Output all of the entries beneath, exactly as written.

· · ·

impl Retriever for LocalRetriever {
    type Target = LocalTarget;
    type Delivered = LocalDelivery;

    fn build_target(
        &self,
        result: &DeconvolutionResult,
        project: &dyn ProjectImporter,
    ) -> Result<LocalTarget, RetrieveError> {
        if !result.result_file.is_file() {
            return Err(RetrieveError::MissingResult(result.result_file.clone()));
        }

        // Only plain-file entries can receive a local result
        let candidates: Vec<(&ProjectEntry, PathBuf)> = project
            .entries()
            .iter()
            .filter_map(|e| match e.source() {
                Ok(ImageSource::Local(path)) => Some((e, path)),
                _ => None,
            })
            .collect();

        let best = best_match_by(&candidates, &result.raw_name, |(e, _)| entry_stem(e))
            .ok_or_else(|| RetrieveError::NoCandidate { raw_name: result.raw_name.clone() })?;

        let (entry, raw_path) = best.candidate;
        if best.score <= 0.0 || best.score < self.min_similarity {
            return Err(RetrieveError::BelowFloor {
                raw_name: result.raw_name.clone(),
                best: entry.name.clone(),
                score: best.score,
                floor: self.min_similarity,
            });
        }

        let parent = raw_path.parent().unwrap_or(Path::new("."));
        let folder = parent.join(deconvolved_folder_name(entry_stem(entry), &result.code));

        debug!(raw = %entry.name, score = best.score, target = %folder.display(), "matched raw image");
        Ok(LocalTarget { folder, raw_entry: entry.name.clone() })
    }

    fn send_back(&self, result: &DeconvolutionResult, target: LocalTarget) -> Result<LocalDelivery, RetrieveError> {
        let image = target.folder.join(result.file_name());

        match fs::create_dir(&target.folder) {
            Ok(()) => {}
            Err(e) if e.kind() == std::io::ErrorKind::AlreadyExists => {
                info!(folder = %target.folder.display(), "results already retrieved; nothing copied");
                return Ok(LocalDelivery { image });
            }
            Err(source) => return Err(RetrieveError::CreateTarget { path: target.folder, source }),
        }

        let Some(stem) = stem_before_last_dot(&result.result_file) else {
            return Err(RetrieveError::MissingResult(result.result_file.clone()));
        };
        let copied = siblings_with_stem(&result.result_file, stem).and_then(|files| {
            files
                .iter()
                .map(|f| atomic_copy_into(f, &target.folder))
                .collect::<std::io::Result<Vec<_>>>()
        });

        match copied {
            Ok(files) => {
                debug!(files = files.len(), to = %target.folder.display(), "copied result files");
                Ok(LocalDelivery { image })
            }
            Err(source) => {
                // Leave no half-filled folder that a rerun would take as done
                if let Err(e) = fs::remove_dir_all(&target.folder) {
                    warn!(folder = %target.folder.display(), error = %e, "cannot remove partial target");
                }
                Err(RetrieveError::Copy {
                    from: result.result_file.clone(),
                    to: target.folder,
                    source,
                })
            }
        }
    }

    fn to_project(
        &self,
        result: &DeconvolutionResult,
        delivered: LocalDelivery,
        project: &mut dyn ProjectImporter,
    ) -> Result<Vec<ProjectEntry>, RetrieveError> {
        if !delivered.image.is_file() {
            return Err(RetrieveError::MissingResult(delivered.image));
        }
        let uri = delivered.image.display().to_string();
        Ok(project.import_by_uri(&uri, &result.metadata.flatten())?)
    }
}

/// Dataset receiving a remote-backed result.
#[derive(Debug, Clone, PartialEq, Eq)]
pub struct RemoteTarget {
    pub dataset: ContainerRef,
    /// Freshly created orphan dataset
    pub created: bool,
}

/// Image now present on the remote store.
#[derive(Debug, Clone, Copy, PartialEq, Eq)]
pub struct RemoteDelivery {
    pub image: ImageId,
    /// False when a same-named image was already in the dataset
    pub uploaded: bool,
}

/// Results whose raw image came from the remote store.
pub struct RemoteRetriever<'a> {
    store: &'a dyn RemoteStore,
}

impl<'a> RemoteRetriever<'a> {
    pub fn new(store: &'a dyn RemoteStore) -> Self {
        Self { store }
    }

    fn annotate(&self, image: ImageId, result: &DeconvolutionResult) -> Result<(), RetrieveError> {
        for (namespace, values) in result.metadata.iter() {
            if values.is_empty() {
                continue;
            }
            self.store.attach_key_values(image, namespace, values)?;
        }

        match &result.log_file {
            Some(log) => self.store.attach_file(image, log)?,
            None => warn!(file = %result.result_file.display(), "no log file next to the result; nothing attached"),
        }
        Ok(())
    }
}

impl Retriever for RemoteRetriever<'_> {
    type Target = RemoteTarget;
    type Delivered = RemoteDelivery;

    fn build_target(
        &self,
        result: &DeconvolutionResult,
        _project: &dyn ProjectImporter,
    ) -> Result<RemoteTarget, RetrieveError> {
        if !result.result_file.is_file() {
            return Err(RetrieveError::MissingResult(result.result_file.clone()));
        }

        let (_, folder) = enclosing_dataset_folder(&result.result_file, &result.tag_folder)?;
        match folder {
            DatasetFolder::Orphan => {
                let name = orphan_dataset_name(chrono::Local::now());
                let dataset = self.store.create_dataset(&name)?;
                info!(dataset = dataset.id, %name, "created dataset for orphan image");
                Ok(RemoteTarget { dataset, created: true })
            }
            DatasetFolder::Existing { id, .. } => {
                let dataset = self.store.dataset(id)?;
                Ok(RemoteTarget { dataset, created: false })
            }
        }
    }

    fn send_back(&self, result: &DeconvolutionResult, target: RemoteTarget) -> Result<RemoteDelivery, RetrieveError> {
        let name = result.file_name();

        let existing = match self.store.list_child_images(target.dataset.id) {
            Ok(images) => images.into_iter().find(|i| i.name == name),
            Err(e) => {
                warn!(dataset = target.dataset.id, error = %e, "cannot list dataset images; uploading anyway");
                None
            }
        };

        let delivery = match existing {
            Some(image) => {
                info!(image = image.id, %name, "image already on the remote store; not uploaded");
                RemoteDelivery { image: image.id, uploaded: false }
            }
            None => {
                let id = self.store.upload_image(target.dataset.id, &result.result_file)?;
                debug!(image = id, dataset = target.dataset.id, "uploaded result");
                RemoteDelivery { image: id, uploaded: true }
            }
        };

        self.annotate(delivery.image, result)?;
        Ok(delivery)
    }

    fn to_project(
        &self,
        result: &DeconvolutionResult,
        delivered: RemoteDelivery,
        project: &mut dyn ProjectImporter,
    ) -> Result<Vec<ProjectEntry>, RetrieveError> {
        let uri = self.store.image_uri(delivered.image);
        Ok(project.import_by_uri(&uri, &result.metadata.flatten())?)
    }
}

· · ·

# ANSWER FOR THIS EXERCISE:
impl Retriever for LocalRetriever {
    type Target = LocalTarget;
    type Delivered = LocalDelivery;

    fn build_target(
        &self,
        result: &DeconvolutionResult,
        project: &dyn ProjectImporter,
    ) -> Result<LocalTarget, RetrieveError> {
        if !result.result_file.is_file() {
            return Err(RetrieveError::MissingResult(result.result_file.clone()));
        }

        // Only plain-file entries can receive a local result
        let candidates: Vec<(&ProjectEntry, PathBuf)> = project
            .entries()
            .iter()
            .filter_map(|e| match e.source() {
                Ok(ImageSource::Local(path)) => Some((e, path)),
                _ => None,
            })
            .collect();

        let best = best_match_by(&candidates, &result.raw_name, |(e, _)| entry_stem(e))
            .ok_or_else(|| RetrieveError::NoCandidate { raw_name: result.raw_name.clone() })?;

        let (entry, raw_path) = best.candidate;
        if best.score <= 0.0 || best.score < self.min_similarity {
            return Err(RetrieveError::BelowFloor {
                raw_name: result.raw_name.clone(),
                best: entry.name.clone(),
                score: best.score,
                floor: self.min_similarity,
            });
        }

        let parent = raw_path.parent().unwrap_or(Path::new("."));
        let folder = parent.join(deconvolved_folder_name(entry_stem(entry), &result.code));

        debug!(raw = %entry.name, score = best.score, target = %folder.display(), "matched raw image");
        Ok(LocalTarget { folder, raw_entry: entry.name.clone() })
    }

    fn send_back(&self, result: &DeconvolutionResult, target: LocalTarget) -> Result<LocalDelivery, RetrieveError> {
        let image = target.folder.join(result.file_name());

        match fs::create_dir(&target.folder) {
            Ok(()) => {}
            Err(e) if e.kind() == std::io::ErrorKind::AlreadyExists => {
                info!(folder = %target.folder.display(), "results already retrieved; nothing copied");
                return Ok(LocalDelivery { image });
            }
            Err(source) => return Err(RetrieveError::CreateTarget { path: target.folder, source }),
        }

        let Some(stem) = stem_before_last_dot(&result.result_file) else {
            return Err(RetrieveError::MissingResult(result.result_file.clone()));
        };
        let copied = siblings_with_stem(&result.result_file, stem).and_then(|files| {
            files
                .iter()
                .map(|f| atomic_copy_into(f, &target.folder))
                .collect::<std::io::Result<Vec<_>>>()
        });

        match copied {
            Ok(files) => {
                debug!(files = files.len(), to = %target.folder.display(), "copied result files");
                Ok(LocalDelivery { image })
            }
            Err(source) => {
                // Leave no half-filled folder that a rerun would take as done
                if let Err(e) = fs::remove_dir_all(&target.folder) {
                    warn!(folder = %target.folder.display(), error = %e, "cannot remove partial target");
                }
                Err(RetrieveError::Copy {
                    from: result.result_file.clone(),
                    to: target.folder,
                    source,
                })
            }
        }
    }

    fn to_project(
        &self,
        result: &DeconvolutionResult,
        delivered: LocalDelivery,
        project: &mut dyn ProjectImporter,
    ) -> Result<Vec<ProjectEntry>, RetrieveError> {
        if !delivered.image.is_file() {
            return Err(RetrieveError::MissingResult(delivered.image));
        }
        let uri = delivered.image.display().to_string();
        Ok(project.import_by_uri(&uri, &result.metadata.flatten())?)
    }
}

/// Dataset receiving a remote-backed result.
#[derive(Debug, Clone, PartialEq, Eq)]
pub struct RemoteTarget {
    pub dataset: ContainerRef,
    /// Freshly created orphan dataset
    pub created: bool,
}

/// Image now present on the remote store.
#[derive(Debug, Clone, Copy, PartialEq, Eq)]
pub struct RemoteDelivery {
    pub image: ImageId,
    /// False when a same-named image was already in the dataset
    pub uploaded: bool,
}

/// Results whose raw image came from the remote store.
pub struct RemoteRetriever<'a> {
    store: &'a dyn RemoteStore,
}

impl<'a> RemoteRetriever<'a> {
    pub fn new(store: &'a dyn RemoteStore) -> Self {
        Self { store }
    }

    fn annotate(&self, image: ImageId, result: &DeconvolutionResult) -> Result<(), RetrieveError> {
        for (namespace, values) in result.metadata.iter() {
            if values.is_empty() {
                continue;
            }
            self.store.attach_key_values(image, namespace, values)?;
        }

        match &result.log_file {
            Some(log) => self.store.attach_file(image, log)?,
            None => warn!(file = %result.result_file.display(), "no log file next to the result; nothing attached"),
        }
        Ok(())
    }
}

impl Retriever for RemoteRetriever<'_> {
    type Target = RemoteTarget;
    type Delivered = RemoteDelivery;

    fn build_target(
        &self,
        result: &DeconvolutionResult,
        _project: &dyn ProjectImporter,
    ) -> Result<RemoteTarget, RetrieveError> {
        if !result.result_file.is_file() {
            return Err(RetrieveError::MissingResult(result.result_file.clone()));
        }

        let (_, folder) = enclosing_dataset_folder(&result.result_file, &result.tag_folder)?;
        match folder {
            DatasetFolder::Orphan => {
                let name = orphan_dataset_name(chrono::Local::now());
                let dataset = self.store.create_dataset(&name)?;
                info!(dataset = dataset.id, %name, "created dataset for orphan image");
                Ok(RemoteTarget { dataset, created: true })
            }
            DatasetFolder::Existing { id, .. } => {
                let dataset = self.store.dataset(id)?;
                Ok(RemoteTarget { dataset, created: false })
            }
        }
    }

    fn send_back(&self, result: &DeconvolutionResult, target: RemoteTarget) -> Result<RemoteDelivery, RetrieveError> {
        let name = result.file_name();

        let existing = match self.store.list_child_images(target.dataset.id) {
            Ok(images) => images.into_iter().find(|i| i.name == name),
            Err(e) => {
                warn!(dataset = target.dataset.id, error = %e, "cannot list dataset images; uploading anyway");
                None
            }
        };

        let delivery = match existing {
            Some(image) => {
                info!(image = image.id, %name, "image already on the remote store; not uploaded");
                RemoteDelivery { image: image.id, uploaded: false }
            }
            None => {
                let id = self.store.upload_image(target.dataset.id, &result.result_file)?;
                debug!(image = id, dataset = target.dataset.id, "uploaded result");
                RemoteDelivery { image: id, uploaded: true }
            }
        };

        self.annotate(delivery.image, result)?;
        Ok(delivery)
    }

    fn to_project(
        &self,
        result: &DeconvolutionResult,
        delivered: RemoteDelivery,
        project: &mut dyn ProjectImporter,
    ) -> Result<Vec<ProjectEntry>, RetrieveError> {
        let uri = self.store.image_uri(delivered.image);
        Ok(project.import_by_uri(&uri, &result.metadata.flatten())?)
    }
}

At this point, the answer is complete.